What lines of the data below hold the string "bars"? Copy each one out.

== Recorded information

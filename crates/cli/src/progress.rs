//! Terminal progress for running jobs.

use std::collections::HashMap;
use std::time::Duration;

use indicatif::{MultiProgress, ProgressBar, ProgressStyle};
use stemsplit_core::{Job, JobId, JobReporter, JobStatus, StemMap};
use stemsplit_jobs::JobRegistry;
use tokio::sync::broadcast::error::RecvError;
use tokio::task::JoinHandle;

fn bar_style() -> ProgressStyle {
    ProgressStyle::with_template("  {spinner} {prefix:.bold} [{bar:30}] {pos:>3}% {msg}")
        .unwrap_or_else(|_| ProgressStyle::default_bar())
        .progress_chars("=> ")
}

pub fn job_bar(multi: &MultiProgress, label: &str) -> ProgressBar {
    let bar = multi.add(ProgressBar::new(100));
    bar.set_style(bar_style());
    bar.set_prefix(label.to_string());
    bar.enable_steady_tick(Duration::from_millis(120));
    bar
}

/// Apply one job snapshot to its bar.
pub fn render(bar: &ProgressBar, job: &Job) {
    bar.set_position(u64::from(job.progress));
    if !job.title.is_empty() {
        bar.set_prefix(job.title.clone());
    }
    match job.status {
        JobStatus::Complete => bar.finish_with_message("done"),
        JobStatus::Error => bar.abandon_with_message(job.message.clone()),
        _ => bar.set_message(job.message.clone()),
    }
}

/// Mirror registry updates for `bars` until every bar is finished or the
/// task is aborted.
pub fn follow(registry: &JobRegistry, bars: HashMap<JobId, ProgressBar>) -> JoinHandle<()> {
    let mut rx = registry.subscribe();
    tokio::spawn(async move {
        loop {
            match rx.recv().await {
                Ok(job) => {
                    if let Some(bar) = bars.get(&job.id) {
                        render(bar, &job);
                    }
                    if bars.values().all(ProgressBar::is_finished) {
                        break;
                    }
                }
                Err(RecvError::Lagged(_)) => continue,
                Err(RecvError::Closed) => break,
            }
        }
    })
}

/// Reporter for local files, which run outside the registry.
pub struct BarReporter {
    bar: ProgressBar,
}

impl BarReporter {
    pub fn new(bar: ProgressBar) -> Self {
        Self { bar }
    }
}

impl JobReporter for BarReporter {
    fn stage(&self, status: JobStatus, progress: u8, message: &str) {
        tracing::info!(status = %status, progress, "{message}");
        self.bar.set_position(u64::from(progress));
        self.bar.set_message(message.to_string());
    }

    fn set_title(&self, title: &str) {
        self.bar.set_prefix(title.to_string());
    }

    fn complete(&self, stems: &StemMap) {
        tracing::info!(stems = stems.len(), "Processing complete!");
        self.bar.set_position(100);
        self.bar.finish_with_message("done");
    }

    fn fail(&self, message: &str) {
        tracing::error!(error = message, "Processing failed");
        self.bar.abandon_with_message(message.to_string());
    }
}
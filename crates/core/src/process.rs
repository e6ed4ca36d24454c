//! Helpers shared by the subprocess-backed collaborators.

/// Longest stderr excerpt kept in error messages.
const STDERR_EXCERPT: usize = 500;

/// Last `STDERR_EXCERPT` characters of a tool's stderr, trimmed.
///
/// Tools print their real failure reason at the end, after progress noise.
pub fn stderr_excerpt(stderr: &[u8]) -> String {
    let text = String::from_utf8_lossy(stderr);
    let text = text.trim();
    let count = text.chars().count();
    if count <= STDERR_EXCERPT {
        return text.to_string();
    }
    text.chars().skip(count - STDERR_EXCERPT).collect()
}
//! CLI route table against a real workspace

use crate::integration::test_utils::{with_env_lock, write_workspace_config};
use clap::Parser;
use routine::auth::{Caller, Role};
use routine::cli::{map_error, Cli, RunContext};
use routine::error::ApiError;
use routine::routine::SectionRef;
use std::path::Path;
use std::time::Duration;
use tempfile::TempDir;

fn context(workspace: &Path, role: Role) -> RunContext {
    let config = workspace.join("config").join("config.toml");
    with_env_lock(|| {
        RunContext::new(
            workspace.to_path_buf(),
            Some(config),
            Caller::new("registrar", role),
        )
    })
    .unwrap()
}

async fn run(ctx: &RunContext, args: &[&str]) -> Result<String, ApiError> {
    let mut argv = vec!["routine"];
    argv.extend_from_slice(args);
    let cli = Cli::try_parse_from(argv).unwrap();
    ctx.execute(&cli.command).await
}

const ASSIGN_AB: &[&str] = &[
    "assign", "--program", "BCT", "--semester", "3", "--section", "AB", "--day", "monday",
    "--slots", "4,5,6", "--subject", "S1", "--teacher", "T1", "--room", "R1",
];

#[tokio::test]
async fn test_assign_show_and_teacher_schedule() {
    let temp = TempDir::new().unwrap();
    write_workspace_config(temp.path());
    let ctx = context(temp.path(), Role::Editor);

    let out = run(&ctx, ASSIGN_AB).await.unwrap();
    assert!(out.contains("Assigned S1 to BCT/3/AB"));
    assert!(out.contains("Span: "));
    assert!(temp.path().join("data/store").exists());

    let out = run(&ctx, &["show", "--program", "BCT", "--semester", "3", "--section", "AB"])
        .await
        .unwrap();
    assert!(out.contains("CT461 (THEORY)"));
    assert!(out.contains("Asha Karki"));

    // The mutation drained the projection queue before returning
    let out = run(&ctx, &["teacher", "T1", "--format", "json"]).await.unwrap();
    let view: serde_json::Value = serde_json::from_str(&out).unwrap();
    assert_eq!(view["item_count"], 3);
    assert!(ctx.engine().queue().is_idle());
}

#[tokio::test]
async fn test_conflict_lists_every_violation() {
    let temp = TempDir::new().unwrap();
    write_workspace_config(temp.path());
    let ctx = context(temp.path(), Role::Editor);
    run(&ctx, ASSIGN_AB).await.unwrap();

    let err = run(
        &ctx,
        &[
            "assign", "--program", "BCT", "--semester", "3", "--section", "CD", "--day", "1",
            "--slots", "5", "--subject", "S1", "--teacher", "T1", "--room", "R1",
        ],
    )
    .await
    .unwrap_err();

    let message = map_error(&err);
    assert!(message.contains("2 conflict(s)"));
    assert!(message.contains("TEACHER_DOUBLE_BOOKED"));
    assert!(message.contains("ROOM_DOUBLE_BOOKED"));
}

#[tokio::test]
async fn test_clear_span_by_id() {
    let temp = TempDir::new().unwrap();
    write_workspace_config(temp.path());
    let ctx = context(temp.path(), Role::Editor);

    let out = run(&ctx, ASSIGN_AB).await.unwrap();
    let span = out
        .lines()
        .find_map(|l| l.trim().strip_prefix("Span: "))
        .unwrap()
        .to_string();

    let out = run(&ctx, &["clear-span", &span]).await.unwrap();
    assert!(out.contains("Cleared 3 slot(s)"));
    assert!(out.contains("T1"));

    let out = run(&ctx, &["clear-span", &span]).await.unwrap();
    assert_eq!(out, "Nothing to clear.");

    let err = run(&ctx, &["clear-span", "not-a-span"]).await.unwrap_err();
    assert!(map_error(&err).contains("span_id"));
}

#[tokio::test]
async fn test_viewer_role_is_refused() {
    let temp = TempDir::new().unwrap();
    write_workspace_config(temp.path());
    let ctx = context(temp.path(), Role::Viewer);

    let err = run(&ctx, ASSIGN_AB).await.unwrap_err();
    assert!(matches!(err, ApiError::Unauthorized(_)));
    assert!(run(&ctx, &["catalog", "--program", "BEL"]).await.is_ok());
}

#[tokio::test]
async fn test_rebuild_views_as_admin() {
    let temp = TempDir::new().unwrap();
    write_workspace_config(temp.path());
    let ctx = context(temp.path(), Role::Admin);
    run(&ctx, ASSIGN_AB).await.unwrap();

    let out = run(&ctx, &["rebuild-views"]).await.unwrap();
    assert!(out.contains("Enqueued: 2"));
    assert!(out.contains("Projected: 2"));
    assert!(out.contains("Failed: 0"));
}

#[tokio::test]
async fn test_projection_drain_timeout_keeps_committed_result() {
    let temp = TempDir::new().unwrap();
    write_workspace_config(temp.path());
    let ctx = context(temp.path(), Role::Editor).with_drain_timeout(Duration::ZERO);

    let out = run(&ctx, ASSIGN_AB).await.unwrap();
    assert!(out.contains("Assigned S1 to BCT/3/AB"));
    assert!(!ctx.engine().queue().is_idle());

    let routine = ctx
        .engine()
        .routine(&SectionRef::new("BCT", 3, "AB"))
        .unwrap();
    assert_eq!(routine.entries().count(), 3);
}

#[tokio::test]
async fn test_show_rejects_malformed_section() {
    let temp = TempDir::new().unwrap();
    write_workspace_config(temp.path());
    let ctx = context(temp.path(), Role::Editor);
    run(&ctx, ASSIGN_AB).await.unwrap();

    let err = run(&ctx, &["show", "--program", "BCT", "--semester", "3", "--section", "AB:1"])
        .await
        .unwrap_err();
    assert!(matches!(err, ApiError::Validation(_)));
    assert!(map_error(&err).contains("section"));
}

====

> [Reply to the exercise]:
/// Mirror registry updates for `bars` until every bar is finished or the
pub fn follow(registry: &JobRegistry, bars: HashMap<JobId, ProgressBar>) -> JoinHandle<()> {
                    if let Some(bar) = bars.get(&job.id) {
                    if bars.values().all(ProgressBar::is_finished) {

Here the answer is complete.